Improved grassland - grassland in exploitation, sown and fertilized (12. Plantaginetea majoris)
Arable land - field yearly ploughed and sown (30. Stellarietea majoris)
Country side

road sides, dikes, ditches, hedges, woodlots, banks,
- grass vegetation on rich soil yearly mown (16Bd Alopecurion pratensis)
- waste places on rich soil with tall herbs (31. Artemisietea vulgaris)
- river and pond banks with tall herbs (8. Phragmitetea)

Urban area

walls, waste places, parks, gardens
- vegetation of herbs and fern on walls (21. Asplenietea tricomanis)
- waste places with tall herbs (31. Artemisietea vulgaris)
- weed in garden (30. Stellarietea mediae)

Parts of landscape
However, to know what vegetation types are present, one has to make a field investigation but to qualify the heterogeneity of the landscape the detailed satellite picture will show the configuration of the landscape, the area of a particular vegetation type and the boundaries with others. Management advice for a site that focuses on safeguarding a particular species should be presented in a way understandable for people responsible for the management. This advice will mainly present an advice for landscape development and management. The presentation of a detailed satellite picture and an explanation how the species behaves over time and in space and what bottlenecks it may meet, will be the most useful ingredients in conservation planning. In a detailed satellite picture or an aerial photograph at scale 1:4000 or 1:12.500, the boundaries and spatial patterns of different vegetation types are visible. The botanical approach is focussed on community composition and process, whereas the entomological approach is the arrangement of the differences within the landscape and the spatial scale.
Most important is the ecological function of these parts for the particular species. Is a specified given part a place for reproduction, feeding or hibernating? This sort of questions will pass when the characterization of a habitat is the target.

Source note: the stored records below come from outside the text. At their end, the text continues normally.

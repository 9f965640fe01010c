//! Room mutation batch and its writer interface.

use std::collections::{BTreeMap, BTreeSet};

use hive_types::{ObjectId, RoomInfoPatch, RoomName, RoomObjectPatch, RoomObjectSnapshot};
use serde_json::Value;

use crate::overlay::Pending;

/// Staging interface the room steps write through.
///
/// Writes never touch storage; they accumulate until the dispatcher
/// consumes the batch. The read-back methods let later steps observe
/// what earlier steps staged in the same tick.
pub trait RoomMutationWriter: Send {
    /// Stage a full object write, replacing anything staged earlier for the
    /// id. Later patches still apply on top of it.
    fn upsert(&mut self, object: RoomObjectSnapshot);

    /// Stage a sparse update. All-absent patches are dropped; repeated
    /// patches to one id merge with later fields winning.
    fn patch(&mut self, id: &ObjectId, patch: RoomObjectPatch);

    /// Stage a removal, discarding anything else staged for the id.
    fn remove(&mut self, id: &ObjectId);

    /// Stage a room metadata update, merged into any earlier one.
    fn set_room_info_patch(&mut self, patch: RoomInfoPatch);

    /// Set the event log payload for the tick.
    fn set_event_log(&mut self, payload: Value);

    /// Set the map view payload for the tick.
    fn set_map_view(&mut self, payload: Value);

    /// Everything staged for `id`.
    fn pending(&self, id: &ObjectId) -> Pending<RoomObjectSnapshot, RoomObjectPatch>;

    /// Ids of objects created by upsert this tick.
    fn upserted_ids(&self) -> Vec<ObjectId>;

    /// The staged room metadata update.
    fn pending_room_info_patch(&self) -> Option<&RoomInfoPatch>;

    /// Whether anything at all is staged.
    fn has_changes(&self) -> bool;
}

/// Mutations produced by one room for one tick.
///
/// Created empty, populated by the steps, consumed exactly once by
/// [`MutationDispatcher::dispatch_room`](crate::MutationDispatcher::dispatch_room).
#[derive(Debug, Clone, PartialEq)]
pub struct RoomMutationBatch {
    /// Room the batch belongs to.
    pub room: RoomName,
    /// Tick the batch was produced in.
    pub game_time: u64,
    /// Full object writes.
    pub upserts: BTreeMap<ObjectId, RoomObjectSnapshot>,
    /// Sparse object updates.
    pub patches: BTreeMap<ObjectId, RoomObjectPatch>,
    /// Objects to delete.
    pub removals: BTreeSet<ObjectId>,
    /// Room metadata update.
    pub room_info_patch: Option<RoomInfoPatch>,
    /// Event log side-channel payload.
    pub event_log: Option<Value>,
    /// Map view side-channel payload.
    pub map_view: Option<Value>,
}

impl RoomMutationBatch {
    /// An empty batch for `room` at `game_time`.
    pub const fn new(room: RoomName, game_time: u64) -> Self {
        Self {
            room,
            game_time,
            upserts: BTreeMap::new(),
            patches: BTreeMap::new(),
            removals: BTreeSet::new(),
            room_info_patch: None,
            event_log: None,
            map_view: None,
        }
    }

    /// Number of staged document writes, side channels excluded.
    pub fn document_writes(&self) -> usize {
        self.upserts
            .len()
            .saturating_add(self.patches.len())
            .saturating_add(self.removals.len())
            .saturating_add(usize::from(self.room_info_patch.is_some()))
    }
}

impl RoomMutationWriter for RoomMutationBatch {
    fn upsert(&mut self, object: RoomObjectSnapshot) {
        self.removals.remove(&object.id);
        self.patches.remove(&object.id);
        self.upserts.insert(object.id.clone(), object);
    }

    fn patch(&mut self, id: &ObjectId, patch: RoomObjectPatch) {
        if !patch.has_changes() || self.removals.contains(id) {
            return;
        }
        match self.patches.get_mut(id) {
            Some(existing) => existing.merge(patch),
            None => {
                self.patches.insert(id.clone(), patch);
            }
        }
    }

    fn remove(&mut self, id: &ObjectId) {
        self.upserts.remove(id);
        self.patches.remove(id);
        self.removals.insert(id.clone());
    }

    fn set_room_info_patch(&mut self, patch: RoomInfoPatch) {
        if !patch.has_changes() {
            return;
        }
        match &mut self.room_info_patch {
            Some(existing) => existing.merge(patch),
            None => self.room_info_patch = Some(patch),
        }
    }

    fn set_event_log(&mut self, payload: Value) {
        self.event_log = Some(payload);
    }

    fn set_map_view(&mut self, payload: Value) {
        self.map_view = Some(payload);
    }

    fn pending(&self, id: &ObjectId) -> Pending<RoomObjectSnapshot, RoomObjectPatch> {
        Pending {
            upsert: self.upserts.get(id).cloned(),
            patch: self.patches.get(id).cloned(),
            removed: self.removals.contains(id),
        }
    }

    fn upserted_ids(&self) -> Vec<ObjectId> {
        self.upserts.keys().cloned().collect()
    }

    fn pending_room_info_patch(&self) -> Option<&RoomInfoPatch> {
        self.room_info_patch.as_ref()
    }

    fn has_changes(&self) -> bool {
        self.document_writes() > 0 || self.event_log.is_some() || self.map_view.is_some()
    }
}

The word habitat has several meanings, here it is restricted to the set of requirements of a particular species. A site that has all the qualities for a thriving population can be considered as a habitat. But this is only applicable for species having spatial ‘stay-at-home’ behaviour as described in chapter 9. In the case of nomads and migrants the site may be suitable for a temporary stay to fulfil an episode of the lifecycle and it can be considered as an essential part of the habitat of a particular species. In this case a habitat cannot be characterized by observation at a site but only by summarising all the different habitat parts involved in the landscape. In the cases of not site bound occurrence (‘nomads’ and ‘migrants’) the spots selected by the egg laying butterflies or where the larva can be found are the places to investigate. Recording the places where the butterflies are observed contributes little to the knowledge of the habitat characteristics; it is the assembly of spots which are essential in the reproduction and development that are most informative.
So a successful habitat characterization of a species should take the spatial behaviour into account. This leads to the conclusion that only a small number of species will be suitable for habitat characterization by the traditional method.
Observed habitat characteristics differ with climate. In a cool climate the butterflies will select the warmest places, in a warm climate the coolest ones; obviously this can lead to completely different opinions about the specific habitat of a species.

Space and species
There are species of which their populations inhabit very small sites of less than one hectare, e.g. small blue (Cupido minimus) but also butterflies that use half of the European continent in the course of the seasons , e.g. the migrant red admiral (Vanessa atalanta).
The former species selects a site very precisely with young flowers of kidney vetch in an open vegetation, whereas the latter uses the ubiquitous stinging nettle for oviposition. However, a female red admiral shows that it is also very precise in selecting both the growing condition and position of the plant.
Each butterfly species has a particular relationship with space and environmental heterogeneity;

in mapping programs such relationships are not apparent. Distribution maps give only a vague idea about the space a species requires. In the Netherlands, in surveys the recording of observations are presented either at a 1km² or at a 5km² grid (‘uurhok’), in the United Kingdom at a 10km² grid and for European surveys a 50km² grid. Table 15-3 gives an idea of what grid sizes are appropriate to the different types of spatial behaviours of species. These kind of data are possibly applicable for characterization of the habitat size. Asher et al. (2001) discuss extensively the practicability of distribution maps.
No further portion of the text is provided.